To link historical census records at the individual level, I have to compare names across sources. These names are often recorded with error (or transcribed with error or digitized with error or just changed over time) so the merging of census micro data is far from trivial. I describe a lot of this work in my record linkage paper. One tool I use to compare records is string distance. Specifically, I use the Jaro-Winkler distance. I’ve written a Stata ado file to implement Jaro-Winkler, but in R I use the Jaro-Winkler method in the stringdist
package.
Today I was thinking about ways to speed up my census record linkage procedures. In particular, I thought I might be able to optimize the string comparison. I like Jaro-Winkler for a lot of reasons. For one, it penalizes differences early in strings more than later in strings which—I think—makes sense for names. But could I get better (or quicker) results with another string comparison method? There are a number built in to the stringdist
package so I tried them all.
library(data.table)
library(magrittr)
library(stringr)
library(stringdist)
library(microbenchmark)
library(ggplot2)
source("~/Dropbox/Research/.Rprofile")
After loading the libraries I need, I also pulled in a list of first names I’ve compiled from various sources (I’ll post about that at a later time but the goal is to build a massive first name to nick name to alternative name database to aid in record linkage).

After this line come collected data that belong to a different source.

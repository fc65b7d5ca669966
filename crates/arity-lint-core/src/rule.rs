//! Rule trait for defining lint rules.

use crate::context::FileContext;
use crate::syntax::SourceTree;
use crate::types::{Severity, Violation};

/// A per-file lint rule over the lowered syntax tree.
///
/// Rules receive the parsed [`SourceTree`] and usually drive a
/// [`Visit`](crate::syntax::Visit) implementation over it.
///
/// # Example
///
/// ```ignore
/// use arity_lint_core::{FileContext, Rule, SourceTree, Violation};
/// use arity_lint_core::syntax::{CallSite, Visit};
///
/// pub struct NoEval;
///
/// impl Rule for NoEval {
///     fn name(&self) -> &'static str { "no-eval" }
///     fn code(&self) -> &'static str { "AR100" }
///
///     fn check(&self, ctx: &FileContext, tree: &SourceTree) -> Vec<Violation> {
///         let mut visitor = EvalVisitor::new(ctx);
///         tree.walk(&mut visitor);
///         visitor.violations
///     }
/// }
/// ```
pub trait Rule: Send + Sync {
    /// Returns the kebab-case name of this rule (e.g., "func-args").
    fn name(&self) -> &'static str;

    /// Returns the rule code (e.g., "AR001").
    fn code(&self) -> &'static str;

    /// Returns a brief description of what this rule checks.
    fn description(&self) -> &'static str {
        ""
    }

    /// Returns the default severity for violations from this rule.
    fn default_severity(&self) -> Severity {
        Severity::Error
    }

    /// Whether this rule has anything to check.
    ///
    /// Inactive rules are never run by the analyzer.
    fn is_active(&self) -> bool {
        true
    }

    /// Checks a single file and returns any violations found.
    ///
    /// # Arguments
    ///
    /// * `ctx` - Context about the file being checked
    /// * `tree` - The lowered syntax tree of the file
    ///
    /// # Returns
    ///
    /// A vector of violations found in this file.
    fn check(&self, ctx: &FileContext, tree: &SourceTree) -> Vec<Violation>;
}

/// Type alias for boxed Rule trait objects.
pub type RuleBox = Box<dyn Rule>;
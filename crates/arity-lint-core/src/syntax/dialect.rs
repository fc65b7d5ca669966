//! Source dialects and their Tree-sitter grammars.

use std::path::Path;

use tree_sitter::Language;

use super::SyntaxError;

/// A JavaScript-family dialect, selected by file extension.
#[derive(Debug, Clone, Copy, PartialEq, Eq, Hash)]
pub enum Dialect {
    /// `.js`, `.mjs`, `.cjs`
    JavaScript,
    /// `.jsx`
    Jsx,
    /// `.ts`, `.mts`, `.cts`
    TypeScript,
    /// `.tsx`
    Tsx,
}

impl Dialect {
    /// All file extensions the linter understands, without the leading dot.
    pub const EXTENSIONS: &'static [&'static str] =
        &["js", "mjs", "cjs", "jsx", "ts", "mts", "cts", "tsx"];

    /// Maps a file extension (without the dot) to a dialect.
    #[must_use]
    pub fn from_extension(ext: &str) -> Option<Self> {
        match ext {
            "js" | "mjs" | "cjs" => Some(Self::JavaScript),
            "jsx" => Some(Self::Jsx),
            "ts" | "mts" | "cts" => Some(Self::TypeScript),
            "tsx" => Some(Self::Tsx),
            _ => None,
        }
    }

    /// Maps a file path to a dialect.
    ///
    /// # Errors
    ///
    /// Returns [`SyntaxError::UnsupportedExtension`] for non-JavaScript files.
    pub fn from_path(path: &Path) -> Result<Self, SyntaxError> {
        let ext = path.extension().and_then(|e| e.to_str()).unwrap_or("");
        Self::from_extension(ext).ok_or_else(|| SyntaxError::UnsupportedExtension(ext.to_string()))
    }

    /// Returns the Tree-sitter grammar for this dialect.
    ///
    /// The JavaScript grammar accepts JSX, so `.js` and `.jsx` share it.
    #[must_use]
    pub fn language(self) -> Language {
        match self {
            Self::JavaScript | Self::Jsx => tree_sitter_javascript::LANGUAGE.into(),
            Self::TypeScript => tree_sitter_typescript::LANGUAGE_TYPESCRIPT.into(),
            Self::Tsx => tree_sitter_typescript::LANGUAGE_TSX.into(),
        }
    }
}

# load the firstname database
fn_db <- fread("~/Dropbox/Research/_knowledgebase/censuslink/out/fn_links_men_5.csv") %>% unique()
The fn_db
(firstname database) has 39419 observations so I sample just 500 from it and create a 250 thousand row datatable comparing each name to each other name.
K <- 500
fn <- fn_db[sample(.N, K)] %>%
.[, list(id = 1, name1)] %>%
merge(., ., by = "id", allow.cartesian = TRUE) %>%
.[, id := NULL] %>%
setnames(c("name1", "name2"))
Then, I use the microbenchmark
package and (100 times) calculate each of the string distances:
reps <- 1e2
strdist_speed <-
microbenchmark(
fn[, osa := stringdist(name1, name2, method = "osa")],
fn[, lv := stringdist(name1, name2, method = "lv")],
fn[, dl := stringdist(name1, name2, method = "dl")],
fn[, hamming := stringdist(name1, name2, method = "hamming")],
fn[, lcs := stringdist(name1, name2, method = "lcs")],
fn[, qgram := stringdist(name1, name2, method = "qgram")],
fn[, cosine := stringdist(name1, name2, method = "cosine")],
fn[, jaccard := stringdist(name1, name2, method = "jaccard")],
fn[, jw := stringdist(name1, name2, method = "jw", p = 0.1)],
fn[, jaro := stringdist(name1, name2, method = "jw", p = 0)],
times = reps
) %>%
as.data.table() %>%
.[, funct := str_extract(expr, '\\`\\(.*, s.?') %>% str_replace("\\`\\(", "") %>% str_replace(", st", "")] %>%
.[, time := time * 1e-6]
Which methods are the fastest?
ggplot(strdist_speed, aes(y = time, x = funct)) +
geom_jitter(height = 0, width = 0.1, alpha = .1) +
xlab("method") + ylab("seconds") +
scale_y_log10() +
theme_jjf()
(Yes, I have my own custom theme for ggplot()
. I’ll talk about that another time.)
The fastest method appears to be the hamming distance. But, a quick look at the definition of the hamming distance suggests that it is totally unsuitable for my purposes. Per wikipedia:
In information theory, the Hamming distance between two strings of equal length is the number of positions at which the corresponding symbols are different. In other words, it measures the minimum number of substitutions required to change one string into the other, or the minimum number of errors that could have transformed one string into the other. In a more general context, the Hamming distance is one of several string metrics for measuring the edit distance between two sequences.
The problem is in the first sentence: “strings of equal length”. While names are all short strings, they are certainly not uniformly distributed in length.
ggplot(fn_db, aes(x = nchar(name1) %>% as.factor())) +
geom_histogram(stat = "count") +
xlab("First Name Character Length") +
theme_jjf()
## Warning: Ignoring unknown parameters: binwidth, bins, pad
Because so many string pairs are not the same length, of course the hamming distance is fast!
So, other than hamming distance, what are the quickest string distance metrics? Well, though this is the first time I’ve thought about optimization of string distance for record linkage, I was right all along. Along with the original Jaro distance, lcs (Longest common substring distance), lv (the Levenshtein distance), and osa (optimal string alignment), Jaro-Winkler is at the top of the pile. Given that I already like JW distance for other reasons and that I already use it, looks like I’ll stick with it.